Economía: no hacer nada que asuste

El pueblo eligió como presidente a quien le ofreció mayor margen de previsibilidad en la economía que viene. Pero ahora está pendiente de las primeras decisiones. Y una de las cuestiones que mayor preocupación genera es saber qué hará Cristina Fernández con la inflación. Está finalizando un año en el que el tema fue causa de inquietud y desconfianza en la sociedad, al advertir el uso de distintos canales para "dibujar" un índice que la realidad invalida mes a mes.

Hay varios aspectos que el tema pone sobre el tapete. Por ejemplo: el futuro del Instituto Nacional de Estadísticas y Censo (Indec), vapuleado por funcionarios kirchneristas que obligaron a los técnicos a desvirtuar públicamente una medición. La pérdida de credibilidad se acentuó cuando se comprobó que los índices del interior triplicaban a los de la Capital Federal y el Gran Buenos Aires. Y si bien es cierto que los métodos de las mediciones no son idénticos, también se sabe que se trastrueca el índice porteño porque es el que sirve para la estadística oficial con la que el gobierno maneja su presupuesto y la deuda actualizada por el CER.

En consecuencia, lo que se plantea es un cambio de metodología.
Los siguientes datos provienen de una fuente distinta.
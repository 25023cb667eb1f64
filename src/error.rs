use thiserror::Error;

use crate::core::{CoreError, ErrorCode};
use crate::ops::OpError;

/// Whether retrying this operation may succeed.
#[derive(Debug, Copy, Clone, Eq, PartialEq)]
pub enum Transience {
    /// Retry will never help without changing inputs/state.
    Permanent,
    /// Retry may help (transient contention/outage).
    Retryable,
    /// Unknown if retry will help.
    Unknown,
}

impl Transience {
    pub fn is_retryable(self) -> bool {
        matches!(self, Transience::Retryable)
    }
}

/// What we know about side effects when an error is returned.
#[derive(Debug, Copy, Clone, Eq, PartialEq)]
pub enum Effect {
    /// Definitely no side effects occurred.
    None,
    /// Side effects definitely occurred.
    Some,
    /// We don't know if side effects occurred.
    Unknown,
}

impl Effect {
    pub fn as_str(self) -> &'static str {
        match self {
            Effect::None => "none",
            Effect::Some => "some",
            Effect::Unknown => "unknown",
        }
    }
}

/// Crate-level convenience error.
///
/// Not a "god error": it is a thin wrapper over canonical capability errors.
#[derive(Error, Debug)]
#[non_exhaustive]
pub enum Error {
    #[error(transparent)]
    Core(#[from] CoreError),

    #[error(transparent)]
    Op(#[from] OpError),
}

impl Error {
    pub fn code(&self) -> ErrorCode {
        match self {
            Error::Core(e) => e.code(),
            Error::Op(e) => e.code(),
        }
    }

    pub fn transience(&self) -> Transience {
        match self {
            Error::Core(e) => e.transience(),
            Error::Op(e) => e.transience(),
        }
    }

    pub fn effect(&self) -> Effect {
        match self {
            Error::Core(e) => e.effect(),
            Error::Op(e) => e.effect(),
        }
    }
}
A raíz de las polémicas, el gobierno prepara nuevos índices que examinen la suba de precios en las canastas de bienes y servicios. Es probable que cuando asuma el nuevo gobierno, el Índice de Precios al Consumidor (IPC) sea más estricto con respecto a las fluctuaciones de los precios en el mercado interno. Por ejemplo, debería tenerse en cuenta tanto la estacionalidad como la desestacionalización de los productos, conforme lo hacen otros organismos en el mundo.

Otro aspecto que debe sincerarse es la nómina de productos a monitorear. La controversia será mayor si se mantienen las variaciones en los aranceles de obras sociales y colegios privados. Deberían interesar más aquellos bienes o servicios de alcance popular. De seguro, recetas aparecerán a diario para que Economía compre la mejor en el corto plazo. Si no se logra frenar la expectativa inflacionaria -ayudará la continuidad de un modelo- el gobierno puede pagar un alto costo social. Es por eso que ya piensa en mover las retenciones y en frenar el gasto público, como primeras medidas para el "colchón" de Cristina.

En tanto, otros temas son inevitables en la agenda; por ejemplo, como mejorar el superávit fiscal, las relaciones con el campo y con la Iglesia, la reinserción en el mundo financiero internacional -acordando con los grupos acreedores-, la crisis energética, y el sinceramiento tarifario que se perfila como un inexorable disparador inflacionario.

En el contexto interno, y en el corto plazo, nadie hará nada que asuste. Todos buscan indicios de estabilidad. Hasta hoy, nadie espera grandes medidas estructurales, por ejemplo, respecto de la inflación, pero no cabe duda de que se le tiene que poner un techo. Hay, por lo tanto, un "trabajo sucio" que hacer. Y todos están buscando que alguien se anime.